▶ What to produce
Exactly the lines below from the one with "than its parent." up to and including the one with "pub async fn follow_graph(&self, filter: &FollowFilter)" make up the answer, with nothing else added.

▶ Data records
--------------------------------

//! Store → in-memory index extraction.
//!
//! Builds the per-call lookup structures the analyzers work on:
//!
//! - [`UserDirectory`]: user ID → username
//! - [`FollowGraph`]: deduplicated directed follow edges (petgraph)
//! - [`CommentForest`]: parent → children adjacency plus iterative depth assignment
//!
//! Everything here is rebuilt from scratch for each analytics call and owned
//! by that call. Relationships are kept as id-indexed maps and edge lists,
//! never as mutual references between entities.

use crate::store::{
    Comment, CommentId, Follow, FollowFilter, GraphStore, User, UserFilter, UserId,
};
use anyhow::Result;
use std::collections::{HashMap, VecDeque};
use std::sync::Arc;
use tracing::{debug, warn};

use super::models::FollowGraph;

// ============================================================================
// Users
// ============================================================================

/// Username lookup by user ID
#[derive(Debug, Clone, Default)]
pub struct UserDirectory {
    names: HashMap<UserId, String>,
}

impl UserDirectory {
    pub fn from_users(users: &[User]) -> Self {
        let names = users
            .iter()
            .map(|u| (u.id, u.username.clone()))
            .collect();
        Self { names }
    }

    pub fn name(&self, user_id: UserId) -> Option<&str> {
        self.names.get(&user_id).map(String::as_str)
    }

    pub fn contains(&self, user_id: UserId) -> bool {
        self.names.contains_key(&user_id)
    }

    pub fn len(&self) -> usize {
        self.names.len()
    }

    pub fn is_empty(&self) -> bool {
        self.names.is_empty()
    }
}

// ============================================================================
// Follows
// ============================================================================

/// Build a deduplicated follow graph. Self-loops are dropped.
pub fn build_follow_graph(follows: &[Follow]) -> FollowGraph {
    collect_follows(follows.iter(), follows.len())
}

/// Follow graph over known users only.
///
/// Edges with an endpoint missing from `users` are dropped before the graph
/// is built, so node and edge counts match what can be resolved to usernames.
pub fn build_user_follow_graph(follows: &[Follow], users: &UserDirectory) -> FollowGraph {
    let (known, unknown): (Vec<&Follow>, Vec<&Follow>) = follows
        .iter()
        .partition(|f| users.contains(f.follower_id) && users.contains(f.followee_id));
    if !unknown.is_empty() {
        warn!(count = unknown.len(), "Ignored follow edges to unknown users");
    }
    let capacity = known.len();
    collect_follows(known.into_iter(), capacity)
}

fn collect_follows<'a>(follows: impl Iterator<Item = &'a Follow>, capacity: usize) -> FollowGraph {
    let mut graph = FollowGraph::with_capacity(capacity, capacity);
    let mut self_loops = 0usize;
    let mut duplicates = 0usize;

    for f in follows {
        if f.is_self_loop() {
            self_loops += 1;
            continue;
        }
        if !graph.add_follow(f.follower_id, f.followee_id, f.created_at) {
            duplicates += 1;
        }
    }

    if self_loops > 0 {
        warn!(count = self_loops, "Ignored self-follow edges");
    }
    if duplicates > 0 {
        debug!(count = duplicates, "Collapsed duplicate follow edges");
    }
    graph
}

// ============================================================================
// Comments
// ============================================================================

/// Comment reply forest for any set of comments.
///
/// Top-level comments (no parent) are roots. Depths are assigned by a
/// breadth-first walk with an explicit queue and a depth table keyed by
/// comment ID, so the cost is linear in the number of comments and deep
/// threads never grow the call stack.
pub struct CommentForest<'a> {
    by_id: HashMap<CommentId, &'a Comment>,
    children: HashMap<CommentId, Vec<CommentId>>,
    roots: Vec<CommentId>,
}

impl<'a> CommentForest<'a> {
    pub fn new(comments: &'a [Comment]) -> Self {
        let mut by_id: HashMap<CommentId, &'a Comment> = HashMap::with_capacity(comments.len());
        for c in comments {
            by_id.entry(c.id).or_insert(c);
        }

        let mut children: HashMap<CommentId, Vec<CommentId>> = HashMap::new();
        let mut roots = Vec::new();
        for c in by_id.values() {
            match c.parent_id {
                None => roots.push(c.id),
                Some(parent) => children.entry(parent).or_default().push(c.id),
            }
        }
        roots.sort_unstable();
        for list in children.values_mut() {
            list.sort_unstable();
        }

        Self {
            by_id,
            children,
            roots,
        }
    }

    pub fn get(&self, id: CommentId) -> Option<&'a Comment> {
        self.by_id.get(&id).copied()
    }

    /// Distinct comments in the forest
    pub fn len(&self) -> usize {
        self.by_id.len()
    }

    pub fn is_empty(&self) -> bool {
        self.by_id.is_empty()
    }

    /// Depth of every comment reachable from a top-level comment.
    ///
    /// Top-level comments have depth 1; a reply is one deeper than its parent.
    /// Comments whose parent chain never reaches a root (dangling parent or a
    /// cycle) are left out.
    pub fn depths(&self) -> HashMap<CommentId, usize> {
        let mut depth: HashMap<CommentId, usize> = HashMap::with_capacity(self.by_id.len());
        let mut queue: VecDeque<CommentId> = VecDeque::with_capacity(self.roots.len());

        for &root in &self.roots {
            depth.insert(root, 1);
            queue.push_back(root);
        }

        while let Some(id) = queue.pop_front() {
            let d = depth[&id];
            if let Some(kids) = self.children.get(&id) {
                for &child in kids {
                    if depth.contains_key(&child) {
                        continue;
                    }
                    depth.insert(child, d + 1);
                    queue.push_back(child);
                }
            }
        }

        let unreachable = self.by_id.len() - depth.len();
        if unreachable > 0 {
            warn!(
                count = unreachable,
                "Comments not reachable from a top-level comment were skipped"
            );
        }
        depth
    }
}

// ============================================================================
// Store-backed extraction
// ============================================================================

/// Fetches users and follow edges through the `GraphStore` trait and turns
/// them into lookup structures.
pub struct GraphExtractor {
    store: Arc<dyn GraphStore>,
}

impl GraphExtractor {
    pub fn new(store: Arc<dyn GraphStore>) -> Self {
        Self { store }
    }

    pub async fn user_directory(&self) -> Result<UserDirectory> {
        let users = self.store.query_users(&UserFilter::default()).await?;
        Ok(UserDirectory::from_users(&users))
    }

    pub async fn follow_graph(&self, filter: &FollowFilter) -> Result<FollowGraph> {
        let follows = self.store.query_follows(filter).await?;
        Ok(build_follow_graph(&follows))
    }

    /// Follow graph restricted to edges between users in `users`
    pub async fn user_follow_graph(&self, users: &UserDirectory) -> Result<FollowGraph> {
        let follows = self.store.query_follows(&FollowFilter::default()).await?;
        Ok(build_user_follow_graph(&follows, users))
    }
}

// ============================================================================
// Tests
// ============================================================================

--------------------------------

▶ Result for this task
    /// Top-level comments have depth 1; a reply is one deeper than its parent.
    /// Comments whose parent chain never reaches a root (dangling parent or a
    /// cycle) are left out.
    pub fn depths(&self) -> HashMap<CommentId, usize> {
        let mut depth: HashMap<CommentId, usize> = HashMap::with_capacity(self.by_id.len());
        let mut queue: VecDeque<CommentId> = VecDeque::with_capacity(self.roots.len());

        for &root in &self.roots {
            depth.insert(root, 1);
            queue.push_back(root);
        }

        while let Some(id) = queue.pop_front() {
            let d = depth[&id];
            if let Some(kids) = self.children.get(&id) {
                for &child in kids {
                    if depth.contains_key(&child) {
                        continue;
                    }
                    depth.insert(child, d + 1);
                    queue.push_back(child);
                }
            }
        }

        let unreachable = self.by_id.len() - depth.len();
        if unreachable > 0 {
            warn!(
                count = unreachable,
                "Comments not reachable from a top-level comment were skipped"
            );
        }
        depth
    }
}

// ============================================================================
// Store-backed extraction
// ============================================================================

/// Fetches users and follow edges through the `GraphStore` trait and turns
/// them into lookup structures.
pub struct GraphExtractor {
    store: Arc<dyn GraphStore>,
}

impl GraphExtractor {
    pub fn new(store: Arc<dyn GraphStore>) -> Self {
        Self { store }
    }

    pub async fn user_directory(&self) -> Result<UserDirectory> {
        let users = self.store.query_users(&UserFilter::default()).await?;
        Ok(UserDirectory::from_users(&users))
    }

    pub async fn follow_graph(&self, filter: &FollowFilter) -> Result<FollowGraph> {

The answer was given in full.